(Stored items from a collection)
--*--

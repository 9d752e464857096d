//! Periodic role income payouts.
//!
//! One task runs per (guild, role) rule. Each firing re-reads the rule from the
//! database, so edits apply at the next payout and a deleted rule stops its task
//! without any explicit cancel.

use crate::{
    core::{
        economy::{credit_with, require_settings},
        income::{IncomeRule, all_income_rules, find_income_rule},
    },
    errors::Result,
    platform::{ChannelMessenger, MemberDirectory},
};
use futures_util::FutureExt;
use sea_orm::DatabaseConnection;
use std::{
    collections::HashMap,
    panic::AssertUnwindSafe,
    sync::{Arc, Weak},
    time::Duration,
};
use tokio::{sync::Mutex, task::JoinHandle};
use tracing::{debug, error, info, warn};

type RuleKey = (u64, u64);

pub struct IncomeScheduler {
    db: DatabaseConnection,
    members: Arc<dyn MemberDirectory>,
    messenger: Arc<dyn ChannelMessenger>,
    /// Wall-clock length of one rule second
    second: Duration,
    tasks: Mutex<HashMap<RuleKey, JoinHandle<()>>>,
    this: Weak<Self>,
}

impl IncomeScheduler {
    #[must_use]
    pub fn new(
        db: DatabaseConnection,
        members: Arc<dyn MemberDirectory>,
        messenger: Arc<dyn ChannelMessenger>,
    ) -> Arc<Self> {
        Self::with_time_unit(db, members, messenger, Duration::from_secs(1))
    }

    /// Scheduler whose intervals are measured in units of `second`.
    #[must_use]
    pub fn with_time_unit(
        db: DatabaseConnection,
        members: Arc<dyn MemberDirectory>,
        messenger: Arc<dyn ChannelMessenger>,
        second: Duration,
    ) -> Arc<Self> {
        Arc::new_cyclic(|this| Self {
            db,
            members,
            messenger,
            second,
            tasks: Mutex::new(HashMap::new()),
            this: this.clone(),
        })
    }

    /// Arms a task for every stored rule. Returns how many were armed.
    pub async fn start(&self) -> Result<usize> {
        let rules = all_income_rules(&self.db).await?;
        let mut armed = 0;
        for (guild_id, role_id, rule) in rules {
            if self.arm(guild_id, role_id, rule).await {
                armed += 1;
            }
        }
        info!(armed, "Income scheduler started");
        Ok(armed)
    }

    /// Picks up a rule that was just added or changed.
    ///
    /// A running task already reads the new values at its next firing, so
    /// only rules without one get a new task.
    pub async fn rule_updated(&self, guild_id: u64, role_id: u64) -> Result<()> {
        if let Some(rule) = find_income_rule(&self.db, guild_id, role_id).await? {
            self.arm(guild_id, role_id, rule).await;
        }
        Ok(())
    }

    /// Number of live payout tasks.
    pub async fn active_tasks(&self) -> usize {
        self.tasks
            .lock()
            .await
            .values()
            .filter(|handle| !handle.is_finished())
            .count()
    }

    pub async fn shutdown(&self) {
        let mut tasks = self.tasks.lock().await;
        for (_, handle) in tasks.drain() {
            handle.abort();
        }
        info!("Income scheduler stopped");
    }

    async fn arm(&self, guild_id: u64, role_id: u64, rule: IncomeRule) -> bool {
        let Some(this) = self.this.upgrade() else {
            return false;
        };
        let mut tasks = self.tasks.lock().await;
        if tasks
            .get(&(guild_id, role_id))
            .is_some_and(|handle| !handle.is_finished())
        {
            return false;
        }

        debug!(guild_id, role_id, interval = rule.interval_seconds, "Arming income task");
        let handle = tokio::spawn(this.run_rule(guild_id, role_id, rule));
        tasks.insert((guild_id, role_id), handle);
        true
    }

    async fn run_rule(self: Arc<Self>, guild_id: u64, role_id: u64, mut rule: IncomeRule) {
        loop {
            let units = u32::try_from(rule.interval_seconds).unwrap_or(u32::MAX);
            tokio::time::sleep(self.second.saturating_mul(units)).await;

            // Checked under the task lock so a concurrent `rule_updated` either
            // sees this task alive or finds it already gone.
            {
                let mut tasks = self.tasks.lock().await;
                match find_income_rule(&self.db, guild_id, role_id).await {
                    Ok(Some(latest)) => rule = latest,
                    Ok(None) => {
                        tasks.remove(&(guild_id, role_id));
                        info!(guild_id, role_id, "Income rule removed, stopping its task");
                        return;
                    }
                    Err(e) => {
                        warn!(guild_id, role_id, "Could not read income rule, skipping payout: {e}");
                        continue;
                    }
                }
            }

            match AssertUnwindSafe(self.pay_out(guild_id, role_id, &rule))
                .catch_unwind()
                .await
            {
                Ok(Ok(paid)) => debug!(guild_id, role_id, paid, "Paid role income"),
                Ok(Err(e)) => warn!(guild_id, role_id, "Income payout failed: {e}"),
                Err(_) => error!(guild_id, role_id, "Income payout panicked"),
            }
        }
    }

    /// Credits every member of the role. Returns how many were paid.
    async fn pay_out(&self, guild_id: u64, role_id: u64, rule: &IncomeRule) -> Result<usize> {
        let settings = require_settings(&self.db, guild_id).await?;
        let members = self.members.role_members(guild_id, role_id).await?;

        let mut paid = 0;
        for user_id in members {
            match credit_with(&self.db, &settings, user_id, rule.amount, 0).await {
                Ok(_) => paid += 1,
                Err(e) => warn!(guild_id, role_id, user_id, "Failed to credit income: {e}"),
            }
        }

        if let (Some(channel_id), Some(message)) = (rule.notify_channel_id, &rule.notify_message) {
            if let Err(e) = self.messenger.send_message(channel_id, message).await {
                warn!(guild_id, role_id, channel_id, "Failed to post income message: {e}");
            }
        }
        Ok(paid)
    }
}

--*--

Work item: Above are the records; reproduce all of them exactly.

Response:
repository 9d752e464857096d
//! Periodic role income payouts.
//!
//! One task runs per (guild, role) rule. Each firing re-reads the rule from the
//! database, so edits apply at the next payout and a deleted rule stops its task
//! without any explicit cancel.

use crate::{
    core::{
        economy::{credit_with, require_settings},
        income::{IncomeRule, all_income_rules, find_income_rule},
    },
    errors::Result,
    platform::{ChannelMessenger, MemberDirectory},
};
use futures_util::FutureExt;
use sea_orm::DatabaseConnection;
use std::{
    collections::HashMap,
    panic::AssertUnwindSafe,
    sync::{Arc, Weak},
    time::Duration,
};
use tokio::{sync::Mutex, task::JoinHandle};
use tracing::{debug, error, info, warn};

type RuleKey = (u64, u64);

pub struct IncomeScheduler {
    db: DatabaseConnection,
    members: Arc<dyn MemberDirectory>,
    messenger: Arc<dyn ChannelMessenger>,
    /// Wall-clock length of one rule second
    second: Duration,
    tasks: Mutex<HashMap<RuleKey, JoinHandle<()>>>,
    this: Weak<Self>,
}

impl IncomeScheduler {
    #[must_use]
    pub fn new(
        db: DatabaseConnection,
        members: Arc<dyn MemberDirectory>,
        messenger: Arc<dyn ChannelMessenger>,
    ) -> Arc<Self> {
        Self::with_time_unit(db, members, messenger, Duration::from_secs(1))
    }

    /// Scheduler whose intervals are measured in units of `second`.
    #[must_use]
    pub fn with_time_unit(
        db: DatabaseConnection,
        members: Arc<dyn MemberDirectory>,
        messenger: Arc<dyn ChannelMessenger>,
        second: Duration,
    ) -> Arc<Self> {
        Arc::new_cyclic(|this| Self {
            db,
            members,
            messenger,
            second,
            tasks: Mutex::new(HashMap::new()),
            this: this.clone(),
        })
    }

    /// Arms a task for every stored rule. Returns how many were armed.
    pub async fn start(&self) -> Result<usize> {
        let rules = all_income_rules(&self.db).await?;
        let mut armed = 0;
        for (guild_id, role_id, rule) in rules {
            if self.arm(guild_id, role_id, rule).await {
                armed += 1;
            }
        }
        info!(armed, "Income scheduler started");
        Ok(armed)
    }

    /// Picks up a rule that was just added or changed.
    ///
    /// A running task already reads the new values at its next firing, so
    /// only rules without one get a new task.
    pub async fn rule_updated(&self, guild_id: u64, role_id: u64) -> Result<()> {
        if let Some(rule) = find_income_rule(&self.db, guild_id, role_id).await? {
            self.arm(guild_id, role_id, rule).await;
        }
        Ok(())
    }

    /// Number of live payout tasks.
    pub async fn active_tasks(&self) -> usize {
        self.tasks
            .lock()
            .await
            .values()
            .filter(|handle| !handle.is_finished())
            .count()
    }

    pub async fn shutdown(&self) {
        let mut tasks = self.tasks.lock().await;
        for (_, handle) in tasks.drain() {
            handle.abort();
        }
        info!("Income scheduler stopped");
    }

    async fn arm(&self, guild_id: u64, role_id: u64, rule: IncomeRule) -> bool {
        let Some(this) = self.this.upgrade() else {
            return false;
        };
        let mut tasks = self.tasks.lock().await;
        if tasks
            .get(&(guild_id, role_id))
            .is_some_and(|handle| !handle.is_finished())
        {
            return false;
        }

        debug!(guild_id, role_id, interval = rule.interval_seconds, "Arming income task");
        let handle = tokio::spawn(this.run_rule(guild_id, role_id, rule));
        tasks.insert((guild_id, role_id), handle);
        true
    }

    async fn run_rule(self: Arc<Self>, guild_id: u64, role_id: u64, mut rule: IncomeRule) {
        loop {
            let units = u32::try_from(rule.interval_seconds).unwrap_or(u32::MAX);
            tokio::time::sleep(self.second.saturating_mul(units)).await;

            // Checked under the task lock so a concurrent `rule_updated` either
            // sees this task alive or finds it already gone.
            {
                let mut tasks = self.tasks.lock().await;
                match find_income_rule(&self.db, guild_id, role_id).await {
                    Ok(Some(latest)) => rule = latest,
                    Ok(None) => {
                        tasks.remove(&(guild_id, role_id));
                        info!(guild_id, role_id, "Income rule removed, stopping its task");
                        return;
                    }
                    Err(e) => {
                        warn!(guild_id, role_id, "Could not read income rule, skipping payout: {e}");
                        continue;
                    }
                }
            }

            match AssertUnwindSafe(self.pay_out(guild_id, role_id, &rule))
                .catch_unwind()
                .await
            {
                Ok(Ok(paid)) => debug!(guild_id, role_id, paid, "Paid role income"),
                Ok(Err(e)) => warn!(guild_id, role_id, "Income payout failed: {e}"),
                Err(_) => error!(guild_id, role_id, "Income payout panicked"),
            }
        }
    }

    /// Credits every member of the role. Returns how many were paid.
    async fn pay_out(&self, guild_id: u64, role_id: u64, rule: &IncomeRule) -> Result<usize> {
        let settings = require_settings(&self.db, guild_id).await?;
        let members = self.members.role_members(guild_id, role_id).await?;

        let mut paid = 0;
        for user_id in members {
            match credit_with(&self.db, &settings, user_id, rule.amount, 0).await {
                Ok(_) => paid += 1,
                Err(e) => warn!(guild_id, role_id, user_id, "Failed to credit income: {e}"),
            }
        }

        if let (Some(channel_id), Some(message)) = (rule.notify_channel_id, &rule.notify_message) {
            if let Err(e) = self.messenger.send_message(channel_id, message).await {
                warn!(guild_id, role_id, channel_id, "Failed to post income message: {e}");
            }
        }
        Ok(paid)
    }
}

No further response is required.